Home has a name called Novena by the way.
Those bloody shitheads haven't been giving me peace these days.
And you know, I wouldn't be so bloody weepy and full of curses if not for uhm. erhem. -.-
I guess Desmond was right in asking me if I had PMS.
It sure felt like it.
(Had to ask me what it felt like as well. How would I bloody know? Rofl.)
Besides, no guy has ever succeeded in asking me about PMS or whatnots without me giving them the ass-roll eyes or the vague "mmm" and walking off or changing the topic.
So I was walking down this bloody road again, and MAN THOSE STUPID CARS ARE ANNOYING.
Well, I seriously am suffering from this paranoid can't-judge-speeds-of-cars-properly kind of disease, ever since my mom would say this "DON'T WALK" when I thought the car was a million miles away.
And damn, every time I've decided to start to shift my foot in front, this bloody car would make a turn, and I would retreat back to the sidewalk, after which I would realise the car is going to turn again and it would never knock me over even if I walked forward with a speed of a snail.
Bloody pissed off and annoyed after that, I tell ya. Even cars don't work well with me during certain times of the month.
I'm such a bloody shitcake. It's the worse day ever, and I'm half whining and half laughing to Leong Haiwei, I'm doing my usual "we're so on the same boat, my friend (or bestie in this case)" kind of thing with Liang Shixian, and bloody hell, I would cry to the both of them and haiwei would be like, patpat on the back and im afraid i caught junxiang staring at me with a horrified look.

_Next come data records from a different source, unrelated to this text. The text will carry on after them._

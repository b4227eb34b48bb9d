//! PII detection and anonymization
//!
//! # Architecture
//!
//! The pipeline consists of:
//! - **Detection**: NER recognizer with a regex fallback ([`detector`])
//! - **Anonymization**: right-to-left span substitution with stable
//!   per-type placeholders ([`engine`], [`anonymizer`])
//! - **Audit**: structured log of every run with hashed PII values ([`audit`])
//! - **Reporting**: multi-document scan summaries ([`report`])
//!
//! # Usage
//!
//! ```rust
//! use veil::anonymization::config::{AnonymizationMode, DetectorConfig};
//! use veil::anonymization::detector::RegexDetector;
//! use veil::anonymization::engine::anonymize;
//!
//! let detector = RegexDetector::new()?;
//! let text = "Reach me at jane@example.com";
//! let detections = detector.match_text(text, &DetectorConfig::default());
//!
//! let output = anonymize(text, &detections, AnonymizationMode::Label)?;
//! assert_eq!(output, "Reach me at [EMAIL]");
//! # Ok::<(), Box<dyn std::error::Error>>(())
//! ```

pub mod anonymizer;
pub mod audit;
pub mod config;
pub mod detector;
pub mod engine;
pub mod models;
pub mod report;

pub use config::{AnonymizationMode, DetectorConfig, DetectorConfigUpdate};
pub use engine::anonymize;
pub use models::{Detection, DetectionBackend, DetectionMethod, DetectionResult, PiiType};
pub use report::ScanSummary;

Shouldn't even have bloody told anyone in the first place.
Then, I would be laughing and making my silly little sarcastic/cryptic remarks about some stuff to Zoey who's unfortunate enough to be stuck to my side cus of the bloody H1N1, and she would laugh and I would BLOODY LAUGH TOO.
I'm this screwed up shit, and I'm SO angsting now xD
Just like Edie,
but she has, like, the moody Dylan to suit her screwed up angstiness.

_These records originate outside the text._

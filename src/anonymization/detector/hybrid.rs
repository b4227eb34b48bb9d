//! NER-first detector with regex fallback
//!
//! The NER backend is initialized once, in the background. Until it reports
//! ready, and forever after if initialization fails, calls are answered by
//! the regex fallback. A failing call falls back for that call only; the
//! backend stays enabled for the next one.

use super::{BackendStatus, DetectionOutcome, NerDetector, PiiDetector, RegexDetector};
use crate::anonymization::config::DetectorConfig;
use crate::anonymization::models::DetectionBackend;
use crate::log_backend_fallback;
use async_trait::async_trait;
use std::sync::atomic::{AtomicBool, Ordering};
use std::sync::Arc;
use tokio::sync::watch;
use tokio::task::JoinHandle;

/// Detector that prefers the NER backend and falls back to patterns
pub struct HybridDetector {
    ner: Option<NerDetector>,
    fallback: RegexDetector,
    status: Arc<watch::Sender<BackendStatus>>,
    started: AtomicBool,
}

impl HybridDetector {
    /// Create a detector; without a NER backend it is fallback-only
    pub fn new(ner: Option<NerDetector>, fallback: RegexDetector) -> Self {
        let initial = if ner.is_some() {
            BackendStatus::Initializing
        } else {
            BackendStatus::Fallback
        };
        let (status, _) = watch::channel(initial);

        Self {
            ner,
            fallback,
            status: Arc::new(status),
            started: AtomicBool::new(false),
        }
    }

    /// Start backend initialization in the background
    ///
    /// Only the first call spawns the task; later calls, and calls on a
    /// fallback-only detector, return `None`. Must be called from within a
    /// Tokio runtime.
    pub fn initialize(&self) -> Option<JoinHandle<()>> {
        let ner = self.ner.clone()?;
        if self.started.swap(true, Ordering::SeqCst) {
            return None;
        }

        let status = Arc::clone(&self.status);
        let load = tokio::spawn(async move { ner.load().await });
        Some(tokio::spawn(async move {
            let next = match load.await {
                Ok(Ok(())) => {
                    tracing::info!("NER backend ready");
                    BackendStatus::Ready
                }
                Ok(Err(e)) => {
                    log_backend_fallback!(e, "initialization");
                    BackendStatus::Fallback
                }
                // A panicking backend must still settle the status
                Err(e) => {
                    log_backend_fallback!(e, "initialization");
                    BackendStatus::Fallback
                }
            };
            status.send_replace(next);
        }))
    }

    /// Receiver notified on every status change
    pub fn subscribe(&self) -> watch::Receiver<BackendStatus> {
        self.status.subscribe()
    }

    /// Wait for initialization to settle, starting it if needed
    pub async fn wait_until_initialized(&self) -> BackendStatus {
        self.initialize();
        let mut receiver = self.subscribe();
        let settled = match receiver
            .wait_for(|status| *status != BackendStatus::Initializing)
            .await
        {
            Ok(status) => *status,
            Err(_) => *self.status.borrow(),
        };
        settled
    }
}

#[async_trait]
impl PiiDetector for HybridDetector {
    async fn detect(&self, text: &str, config: &DetectorConfig) -> DetectionOutcome {
        if let (Some(ner), BackendStatus::Ready) = (&self.ner, self.status()) {
            match ner.detect(text, config).await {
                Ok(detections) => {
                    return DetectionOutcome {
                        detections,
                        backend: DetectionBackend::Ner,
                    }
                }
                Err(e) => {
                    log_backend_fallback!(e, "recognition");
                }
            }
        }

        self.fallback.detect(text, config).await
    }

    fn status(&self) -> BackendStatus {
        *self.status.borrow()
    }
}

Or the bastard Carter who acted like a bloody jerk and wanted to get into.. uh never mind.
And she has the DARN HILARIOUS INCIDENT OF ACCIDENTALLY SNOGGING SIMON ROFL.
Does Paul walking her home count? She better not be cheating Shona's feelings now.
You see what I mean? I'm so buying the bloody series. I'm all obsessed over the wrong stuff.
I like freaky yo-yo. It makes metaphors rock that much more.
I should laugh more. Even though I don't really feel like it,
And I'd get all the more angstier when I get home.
(Mom's great. She's supporting me in this difficult situation, and we're all fighting her niahaha. I hope I'm supporting her too.